Nobody should have to die on a city bus before the sun comes up. But that’s exactly what happened to James Bond — a 52-year-old Cincinnati man whose name, as ordinary and extraordinary as it sounds, is now attached to one of the most heartbreaking stories to come out of the Queen City in recent memory. It was barely past 5:30 in the morning on a quiet Saturday when Bond boarded a Metro Route 46 bus near the Cincinnati Zoo. He never made it off alive.

Police say Bond was riding the bus through the Avondale neighborhood when a fight broke out between passengers. What started as an altercation quickly turned deadly. Multiple gunshots rang out inside the bus near the intersection of Erkenbrecher Avenue and Dury Avenue. When Cincinnati officers arrived on scene, they found Bond with multiple gunshot wounds. Paramedics and fire crews rushed to him and did everything they could right there on that bus, but it wasn’t enough. James Bond was pronounced dead at the scene.


What makes this story sting even harder is the timing and the location. A major American city, broad enough daylight to call it early morning, a public transit bus running its regular route — and a man lost his life. Bond was just a passenger. He was riding the bus the same way thousands of Cincinnatians do every single day. He wasn’t a headline. He was a real person, and that morning turned into his last.

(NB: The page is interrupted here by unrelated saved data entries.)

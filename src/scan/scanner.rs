use super::{ConstantTable, Replacement, ScanError, Source, VariableIndex};
use crate::extractors::{DefineExtractor, VariableExtractor, VariableMatch};
use crate::fs::FileSystem;
use std::path::{Component, Path, PathBuf};
use std::time::Instant;
use tracing::{debug, info, warn};

/// Everything one scan produced
#[derive(Debug, Clone)]
pub struct ScanResult {
    pub index: VariableIndex,
    pub constants: ConstantTable,
    /// Every call-site match in scan order, before substitution
    pub matches: Vec<VariableMatch>,
    /// Matches that did not resolve to a string literal
    pub needs_review: Vec<VariableMatch>,
    pub files_scanned: usize,
    pub files_skipped: usize,
    pub scan_time_ms: u64,
}

impl ScanResult {
    /// How each non-literal call-site token expanded, in scan order
    pub fn replacements(&self) -> Vec<Replacement> {
        self.matches
            .iter()
            .map(|m| {
                if m.is_literal() {
                    Replacement::Literal(m.raw.clone())
                } else {
                    match self.constants.get(&m.raw) {
                        Some(value) => Replacement::Expanded {
                            from: m.raw.clone(),
                            to: value.to_string(),
                        },
                        None => Replacement::Unresolved(m.raw.clone()),
                    }
                }
            })
            .collect()
    }
}

pub struct VariableScanner<F: FileSystem> {
    fs: F,
    base: PathBuf,
    dirs: Vec<PathBuf>,
    variables: VariableExtractor,
    defines: DefineExtractor,
}

impl<F: FileSystem> VariableScanner<F> {
    /// Creates a scanner over `base` itself. Use [`with_dirs`](Self::with_dirs)
    /// to restrict it to subdirectories.
    pub fn new(fs: F, base: impl Into<PathBuf>) -> Result<Self, ScanError> {
        let base = base.into();

        if !fs.exists(&base) {
            return Err(ScanError::BaseNotFound(base));
        }
        if !fs.is_dir(&base) {
            return Err(ScanError::NotADirectory(base));
        }

        debug!(base = %base.display(), "VariableScanner initialized");

        Ok(Self {
            fs,
            base,
            dirs: vec![PathBuf::new()],
            variables: VariableExtractor::new(),
            defines: DefineExtractor::new(),
        })
    }

    /// Directories relative to the base to traverse, in order
    pub fn with_dirs<I, P>(mut self, dirs: I) -> Self
    where
        I: IntoIterator<Item = P>,
        P: Into<PathBuf>,
    {
        self.dirs = dirs.into_iter().map(Into::into).collect();
        self
    }

    pub fn base(&self) -> &Path {
        &self.base
    }

    pub fn scan(&self) -> Result<ScanResult, ScanError> {
        let start = Instant::now();

        info!(
            base = %self.base.display(),
            dirs = ?self.dirs,
            "Starting variable scan"
        );

        let files = self.collect_files()?;

        let mut constants = ConstantTable::new();
        let mut matches = Vec::new();
        let mut files_scanned = 0;
        let mut files_skipped = 0;

        for file in &files {
            let filename = match file.file_name().and_then(|n| n.to_str()) {
                Some(name) => name,
                None => {
                    warn!(path = %file.display(), "Skipping file with a non UTF-8 name");
                    files_skipped += 1;
                    continue;
                }
            };

            let wants_defines = self.defines.handles(filename);
            let wants_variables = self.variables.handles(filename);
            if !wants_defines && !wants_variables {
                continue;
            }

            let content = match self.fs.read_to_string(file) {
                Ok(c) => c,
                Err(err) => {
                    warn!(path = %file.display(), error = %err, "Skipping unreadable file");
                    files_skipped += 1;
                    continue;
                }
            };
            files_scanned += 1;

            if wants_defines {
                constants.extend(self.defines.extract(&content));
            }

            if wants_variables {
                let rel_dir = self.relative_dir(file);
                let found = self.variables.extract(&content, &rel_dir, filename);
                if !found.is_empty() {
                    debug!(path = %file.display(), matches = found.len(), "Found variable references");
                }
                matches.extend(found);
            }
        }

        let (index, needs_review) = build_index(&matches, &constants);

        let scan_time_ms = start.elapsed().as_millis() as u64;

        info!(
            variables = index.len(),
            constants = constants.len(),
            needs_review = needs_review.len(),
            files_scanned,
            files_skipped,
            scan_time_ms,
            "Variable scan completed"
        );

        Ok(ScanResult {
            index,
            constants,
            matches,
            needs_review,
            files_scanned,
            files_skipped,
            scan_time_ms,
        })
    }

    fn collect_files(&self) -> Result<Vec<PathBuf>, ScanError> {
        let mut files = Vec::new();

        for dir in &self.dirs {
            let root = if dir.as_os_str().is_empty() {
                self.base.clone()
            } else {
                self.base.join(dir)
            };
            if !self.fs.is_dir(&root) {
                return Err(ScanError::DirectoryNotFound(root));
            }

            let found = self.fs.walk_files(&root).map_err(|e| ScanError::Walk {
                path: root.clone(),
                message: e.to_string(),
            })?;

            debug!(dir = %root.display(), files = found.len(), "Collected files");
            files.extend(found);
        }

        Ok(files)
    }

    /// Parent directory of `file` relative to the base, always `/`-separated
    fn relative_dir(&self, file: &Path) -> String {
        let parent = file.parent().unwrap_or(Path::new(""));
        let relative = parent.strip_prefix(&self.base).unwrap_or(parent);

        relative
            .components()
            .filter_map(|c| match c {
                Component::Normal(part) => Some(part.to_string_lossy().into_owned()),
                _ => None,
            })
            .collect::<Vec<_>>()
            .join("/")
    }
}

/// Folds raw matches into the index, substituting constants one level deep.
/// Tokens that are still not string literals go to the review list.
fn build_index(
    matches: &[VariableMatch],
    constants: &ConstantTable,
) -> (VariableIndex, Vec<VariableMatch>) {
    let mut index = VariableIndex::new();
    let mut needs_review = Vec::new();

    for m in matches {
        let resolved = constants.resolve(&m.raw);

        if !resolved.contains('"') {
            needs_review.push(m.clone());
            continue;
        }

        let name = resolved.replace('"', "");
        index.insert(&name, Source::new(m.path.clone(), m.filename.clone(), m.line));
    }

    (index, needs_review)
}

A second adult was also wounded in the chaos. That person managed to make their way outside Cincinnati Children’s Hospital Medical Center, where they were later found with injuries that weren’t life-threatening. It’s almost unreal that the incident played out in the shadow of one of the region’s most beloved family landmarks — the Cincinnati Zoo — and just blocks from a world-class children’s hospital. Other passengers on the bus and the driver walked away physically unharmed, according to Metro officials.

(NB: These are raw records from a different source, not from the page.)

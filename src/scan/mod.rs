//! Source tree scanning
//!
//! [`VariableScanner`] walks the configured directories and runs the
//! extractors over every relevant file. It then folds the raw matches into a
//! [`VariableIndex`] keyed by variable name.

pub mod constants;
pub mod index;
pub mod scanner;

pub use constants::{ConstantTable, Replacement};
pub use index::{Source, Variable, VariableIndex};
pub use scanner::{ScanResult, VariableScanner};

use std::path::PathBuf;
use thiserror::Error;

#[derive(Error, Debug)]
pub enum ScanError {
    #[error("Base path does not exist: {0}")]
    BaseNotFound(PathBuf),
    #[error("Base path is not a directory: {0}")]
    NotADirectory(PathBuf),
    #[error("Directory to scan does not exist: {0}")]
    DirectoryNotFound(PathBuf),
    #[error("Failed to walk {path}: {message}")]
    Walk { path: PathBuf, message: String },
}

By Saturday evening, Cincinnati police had made an arrest. Authorities took 27-year-old Leonte Coston into custody and charged him in connection with Bond’s death. Coston is currently being held at the Hamilton County Justice Center facing some heavy charges — murder, having weapons under disability, carrying a concealed weapon, and receiving stolen property. He was expected to appear before a judge for arraignment on Monday.

Metro officials wasted no time putting out a statement. A spokesperson made it clear that violence of any kind has no place on the transit system and that the safety of every passenger and every driver remains their top priority. The agency said it was cooperating fully with law enforcement as the investigation moves forward. Investigators are still asking anyone with information to reach out to the Cincinnati Police Department’s Homicide Unit.

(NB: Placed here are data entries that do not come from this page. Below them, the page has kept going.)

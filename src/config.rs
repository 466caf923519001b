//! Configuration management for chanvars
//!
//! Settings come from environment variables with defaults, and command-line
//! arguments override them.
//!
//! # Environment Variables
//!
//! - `CHANVARS_OUT`: Output file path - default: "variables.json"
//! - `CHANVARS_PRETTY`: Pretty-print the JSON output (true|false) - default: "false"
//! - `CHANVARS_LOG_LEVEL`: Logging level - default: "info"
//!
//! # Example
//!
//! ```no_run
//! use chanvars::ChanvarsConfig;
//! use std::path::PathBuf;
//!
//! let config = ChanvarsConfig {
//!     base: PathBuf::from("/usr/src/freeswitch"),
//!     ..ChanvarsConfig::default()
//! };
//! config.validate().expect("Invalid configuration");
//! ```

use std::env;
use std::fmt;
use std::path::PathBuf;
use thiserror::Error;

/// Default values for configuration
pub const DEFAULT_OUT: &str = "variables.json";
pub const DEFAULT_DIR: &str = "src";
const DEFAULT_LOG_LEVEL: &str = "info";
const DEFAULT_PRETTY: bool = false;

const VALID_LOG_LEVELS: [&str; 5] = ["trace", "debug", "info", "warn", "error"];

fn is_valid_log_level(level: &str) -> bool {
    VALID_LOG_LEVELS.contains(&level)
}

/// Configuration errors
#[derive(Debug, Error)]
pub enum ConfigError {
    /// Configuration validation failed
    #[error("Configuration validation failed: {0}")]
    ValidationFailed(String),
}

#[derive(Debug, Clone)]
pub struct ChanvarsConfig {
    /// Root of the source tree
    pub base: PathBuf,

    /// Directories relative to `base` to traverse
    pub dirs: Vec<String>,

    /// Output file
    pub out: PathBuf,

    /// Pretty-print the JSON output
    pub pretty: bool,

    /// Logging level (trace, debug, info, warn, error)
    pub log_level: String,
}

impl Default for ChanvarsConfig {
    /// Loads CHANVARS_* environment variables, falling back to defaults
    fn default() -> Self {
        let out = env::var("CHANVARS_OUT")
            .map(PathBuf::from)
            .unwrap_or_else(|_| PathBuf::from(DEFAULT_OUT));

        let pretty = env::var("CHANVARS_PRETTY")
            .ok()
            .and_then(|v| v.parse::<bool>().ok())
            .unwrap_or(DEFAULT_PRETTY);

        let log_level = env::var("CHANVARS_LOG_LEVEL")
            .ok()
            .map(|v| v.to_lowercase())
            .filter(|v| is_valid_log_level(v))
            .unwrap_or_else(|| DEFAULT_LOG_LEVEL.to_string());

        Self {
            base: PathBuf::from("."),
            dirs: vec![DEFAULT_DIR.to_string()],
            out,
            pretty,
            log_level,
        }
    }
}

impl ChanvarsConfig {
    /// Builds the directory list: `src` first, then `extra` in order, with
    /// every `src` entry dropped when `exclude_src` is set
    pub fn resolve_dirs(extra: &[String], exclude_src: bool) -> Vec<String> {
        std::iter::once(DEFAULT_DIR.to_string())
            .chain(extra.iter().cloned())
            .filter(|d| !(exclude_src && d == DEFAULT_DIR))
            .collect()
    }

    /// Validates the configuration
    ///
    /// # Errors
    ///
    /// Returns `ConfigError` if there is nothing to scan, the output path is
    /// empty, or the log level is unknown
    pub fn validate(&self) -> Result<(), ConfigError> {
        if self.dirs.is_empty() {
            return Err(ConfigError::ValidationFailed(
                "No directories to scan. Pass --dir when using --exclude-src".to_string(),
            ));
        }

        if self.out.as_os_str().is_empty() {
            return Err(ConfigError::ValidationFailed(
                "Output path must not be empty".to_string(),
            ));
        }

        if !is_valid_log_level(&self.log_level) {
            return Err(ConfigError::ValidationFailed(format!(
                "Invalid log level: {}. Valid options: {}",
                self.log_level,
                VALID_LOG_LEVELS.join(", ")
            )));
        }

        Ok(())
    }
}

impl fmt::Display for ChanvarsConfig {
    fn fmt(&self, f: &mut fmt::Formatter<'_>) -> fmt::Result {
        writeln!(f, "Chanvars Configuration:")?;
        writeln!(f, "  Base: {}", self.base.display())?;
        writeln!(f, "  Dirs: {}", self.dirs.join(", "))?;
        writeln!(f, "  Out: {}", self.out.display())?;
        writeln!(f, "  Pretty: {}", self.pretty)?;
        writeln!(f, "  Log Level: {}", self.log_level)?;
        Ok(())
    }
}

For now, James Bond is gone — taken from this world over a fight on a city bus before most people had even had their morning coffee. His name will raise eyebrows when people hear it for all the wrong reasons now. He deserved better than this. Every passenger on that bus deserved better than this. And Cincinnati, a city already fighting hard against gun violence, is left once again asking why it keeps coming to this.